Diventa chiaro a noi che Adriana ora ha la capacità di pensare in termini del proprio interesse personale. Si rende conto d’aver realizzato tutto ciò che può in questo mondo. Lei ha il coraggio d’accettare la morte, ed è sicura che i suoi sopravvissuti saranno in grado di continuare, indipendentemente, dopo che se ne va.

Non poteva più ritornare laggiù, davanti ai figliuoli. Lo aveva ben presentito, partendo; lo sapeva che, passando il mare, sarebbe finita per lei. E ora, via, via, voleva andar via, più sè, più lontano, così in braccio a lui, cieca, fino alla morte.

Cesare ed Adriana decidono di continuare il loro viaggio insieme. Gli amanti visitano Roma, Firenze, Milano. Il tumore continua ad ‘aggredirla’, ma Adriana è in grado di sopportare il dolore e continuare.

E così passarono per Roma, poi per Firenze, poi per Milano, quasi senza veder nulla. La morte, annidata in lei, con le sue trafitture, li fustigava, e fomentava l’ardore.

– Niente! – diceva a ogni assalto, a ogni morso. – Niente…

E porgeva la bocca, col pallore della morte sul volto.

– Adriana, tu soffri…

– No, niente! Che m’importa?

È l’ultimo giorno… arriva la coppia a Venezia, ed Adriana crede che la morte sia vicina.

L’ultimo giorno, a Milano, poco prima di partire per Venezia, si vide nello specchio, disfatta. E quando, dopo il viaggio notturno, le si aprì nel silenzio dell’alba la visione di sogno, superba e malinconica, della città emergente dalle acque, comprese che era giunta al suo destino; che lì il suo viaggio doveva aver fine.

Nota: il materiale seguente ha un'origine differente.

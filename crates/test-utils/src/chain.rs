//! Small, deterministic chain fixtures.

use arbor_primitives::{hash::Hasher, Address, BlockHeight, BlockId, Buf20, ChainParams, TimeTicks};

/// Chain parameters with a five block grace period and cheap check time.
pub fn test_chain_params() -> ChainParams {
    ChainParams {
        stake_requirement: 100,
        grace_period: TimeTicks::from_blocks(5),
        max_execution_steps: 10_000,
        arb_gas_speed_limit_per_tick: 100,
    }
}

/// Staker address filled with `n`, so addresses order the same way as their indices.
pub fn test_staker(n: u8) -> Address {
    Address::new(Buf20::new([n; 20]))
}

/// Canonical block id at `height` on test fork `fork`.
pub fn test_block_id(height: BlockHeight, fork: u8) -> BlockId {
    let hash = Hasher::new().u64(height).u8(fork).finish();
    BlockId::new(height, hash)
}

#[cfg(test)]
mod tests {
    use super::*;

    #[test]
    fn test_staker_order_follows_index() {
        assert!(test_staker(1) < test_staker(2));
        assert_ne!(test_block_id(3, 0), test_block_id(3, 1));
        assert_eq!(test_block_id(3, 0).height(), 3);
    }
}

La coppia trascorre una bella giornata a Venezia; quella notte, Adriana non riesce a dormire…  ha una premonizione della sua morte.

Volle tuttavia avere il suo giorno di Venezia. Fino alla sera, fino alla notte, per i canali silenziosi, in gondola. E tutta la notte rimase sveglia, con una strana impressione di quel giorno: un giorno di velluto.

Il velluto della gondola? il velluto dell’ombra di certi canali? Chi sa! Il velluto della bara.

Il finale è profondamente, profondamente ambiguo… potrebb’esser più ambiguo, ci chiediamo? È sera, e Cesare ha lasciato il suo albergo per spedire delle lettere, mentre Adriana è sola nelle loro stanze. Nelle vicinanze, lei riconosce una busta aperta da suo figlio, che lei recupera e poi bacia, in preda alla disperazione. Poi trova il mix di sostanze chimiche (i “veleni”) che le sono stati dati a Palermo. Lei beve.

Com’egli, la mattina seguente, scese dall’albergo per andare a impostare alcune lettere per la Sicilia, ella entrò nella camera di lui: scorse sul tavolino una busta lacerata; riconobbe i caratteri del maggiore dei suoi figliuoli: si portò quella busta alle labbra e la baciò disperatamente; poi entrò nella sua camera; trasse dalla borsa di cuojo la boccetta con la mistura dei veleni intatta, si buttò sul letto disfatto e la bevve d’un sorso.

***

Cari lettori, cosa ne pensate? È questo un atto di conformità con gli ordini d’un medico? oppure un suicidio?